Begin at the first line below and copy each line exactly, ending with the line where "of its own." appears.
--- EXERCISE MATERIALS Enclosed Below ---
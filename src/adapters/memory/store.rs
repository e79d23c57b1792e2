//! Generic in-memory [`EntityStore`] over the staged tables of a [`MemoryTx`].

use std::marker::PhantomData;

use async_trait::async_trait;

use crate::domain::foundation::DomainError;
use crate::ports::EntityStore;

use super::database::{MemoryResource, MemoryTx};

/// Store for one resource type. Holds no state of its own.
pub struct MemoryStore<E> {
    _resource: PhantomData<fn() -> E>,
}

impl<E> MemoryStore<E> {
    pub fn new() -> Self {
        Self {
            _resource: PhantomData,
        }
    }
}

impl<E> Default for MemoryStore<E> {
    fn default() -> Self {
        Self::new()
    }
}

#[async_trait]
impl<E: MemoryResource> EntityStore<MemoryTx, E> for MemoryStore<E> {
    async fn insert(&self, tx: &mut MemoryTx, draft: E::Draft) -> Result<E, DomainError> {
        let tables = tx.tables_mut();
        let entity = E::from_draft(E::Id::from(tables.allocate_id()), draft);
        E::table_mut(tables).insert(entity.id(), entity.clone());
        Ok(entity)
    }

    async fn find_by_id(&self, tx: &mut MemoryTx, id: E::Id) -> Result<Option<E>, DomainError> {
        Ok(tx.tables().get::<E>(id).cloned())
    }

    async fn update(&self, tx: &mut MemoryTx, entity: &E) -> Result<Option<E>, DomainError> {
        if !tx.tables().contains::<E>(entity.id()) {
            return Ok(None);
        }
        E::table_mut(tx.tables_mut()).insert(entity.id(), entity.clone());
        Ok(Some(entity.clone()))
    }

    async fn exists(&self, tx: &mut MemoryTx, id: E::Id) -> Result<bool, DomainError> {
        Ok(tx.tables().contains::<E>(id))
    }

    async fn delete(&self, tx: &mut MemoryTx, id: E::Id) -> Result<bool, DomainError> {
        if !tx.tables().contains::<E>(id) {
            return Ok(false);
        }
        let tables = tx.tables_mut();
        E::table_mut(tables).remove(&id);
        E::detach_references(tables, id);
        Ok(true)
    }

    async fn find_ids_by_parent_id(
        &self,
        tx: &mut MemoryTx,
        parent_id: E::ParentId,
    ) -> Result<Vec<E::Id>, DomainError> {
        Ok(E::table(tx.tables())
            .values()
            .filter(|entity| entity.parent_id() == Some(parent_id))
            .map(|entity| entity.id())
            .collect())
    }

    async fn delete_by_parent_id(
        &self,
        tx: &mut MemoryTx,
        parent_id: E::ParentId,
    ) -> Result<u64, DomainError> {
        let ids = self.find_ids_by_parent_id(tx, parent_id).await?;
        if ids.is_empty() {
            return Ok(0);
        }
        let tables = tx.tables_mut();
        for id in &ids {
            E::table_mut(tables).remove(id);
            E::detach_references(tables, *id);
        }
        Ok(ids.len() as u64)
    }
}

#[cfg(test)]
mod tests {
    use super::super::MemoryDatabase;
    use super::*;
    use crate::domain::tracking::Resource;
    use crate::domain::foundation::{SessionId, SessionRecordId, TaskId, Timestamp};
    use crate::domain::tracking::{
        Session, SessionDraft, SessionRecord, SessionRecordDraft, Task, TaskDraft,
    };
    use crate::ports::UnitOfWork;

    #[tokio::test]
    async fn insert_assigns_sequential_ids() {
        let db = MemoryDatabase::new();
        let store = MemoryStore::<Task>::new();

        let mut tx = db.begin().await.unwrap();
        let first = store.insert(&mut tx, TaskDraft::new("a")).await.unwrap();
        let second = store.insert(&mut tx, TaskDraft::new("b")).await.unwrap();

        assert_eq!(first.id, TaskId::new(1));
        assert_eq!(second.id, TaskId::new(2));
    }

    #[tokio::test]
    async fn update_of_missing_row_returns_none() {
        let db = MemoryDatabase::new();
        let store = MemoryStore::<Task>::new();
        let ghost = Task::from_draft(TaskId::new(99), TaskDraft::new("ghost"));

        let mut tx = db.begin().await.unwrap();
        assert!(store.update(&mut tx, &ghost).await.unwrap().is_none());
        assert!(!store.exists(&mut tx, TaskId::new(99)).await.unwrap());
    }

    #[tokio::test]
    async fn parent_queries_only_match_referencing_rows() {
        let db = MemoryDatabase::new();
        let store = MemoryStore::<Session>::new();

        let mut tx = db.begin().await.unwrap();
        let a = store
            .insert(&mut tx, SessionDraft::start(Some(TaskId::new(10))))
            .await
            .unwrap();
        store
            .insert(&mut tx, SessionDraft::start(Some(TaskId::new(20))))
            .await
            .unwrap();
        store.insert(&mut tx, SessionDraft::start(None)).await.unwrap();

        let ids = store
            .find_ids_by_parent_id(&mut tx, TaskId::new(10))
            .await
            .unwrap();
        assert_eq!(ids, vec![a.id]);

        let removed = store
            .delete_by_parent_id(&mut tx, TaskId::new(10))
            .await
            .unwrap();
        assert_eq!(removed, 1);
        assert!(!store.exists(&mut tx, a.id).await.unwrap());
    }

    #[tokio::test]
    async fn deleting_session_nulls_record_reference() {
        let db = MemoryDatabase::new();
        db.put(Session {
            id: SessionId::new(5),
            task_id: None,
            started_at: Timestamp::now(),
            ended_at: None,
        })
        .await;
        db.put(SessionRecord::from_draft(
            SessionRecordId::new(6),
            SessionRecordDraft::new(Some(SessionId::new(5)), None, 60),
        ))
        .await;

        let mut tx = db.begin().await.unwrap();
        assert!(MemoryStore::<Session>::new()
            .delete(&mut tx, SessionId::new(5))
            .await
            .unwrap());
        db.commit(tx).await.unwrap();

        let snapshot = db.snapshot().await;
        let record = snapshot.get::<SessionRecord>(SessionRecordId::new(6)).unwrap();
        assert_eq!(record.session_id, None);
    }
}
--- End of Enclosed EXERCISE MATERIALS ---
● ANSWER AREA
filename src/adapters/memory/store.rs
repository e79d23c57b1792e2
//! Generic in-memory [`EntityStore`] over the staged tables of a [`MemoryTx`].

use std::marker::PhantomData;

use async_trait::async_trait;

use crate::domain::foundation::DomainError;
use crate::ports::EntityStore;

use super::database::{MemoryResource, MemoryTx};

/// Store for one resource type. Holds no state of its own.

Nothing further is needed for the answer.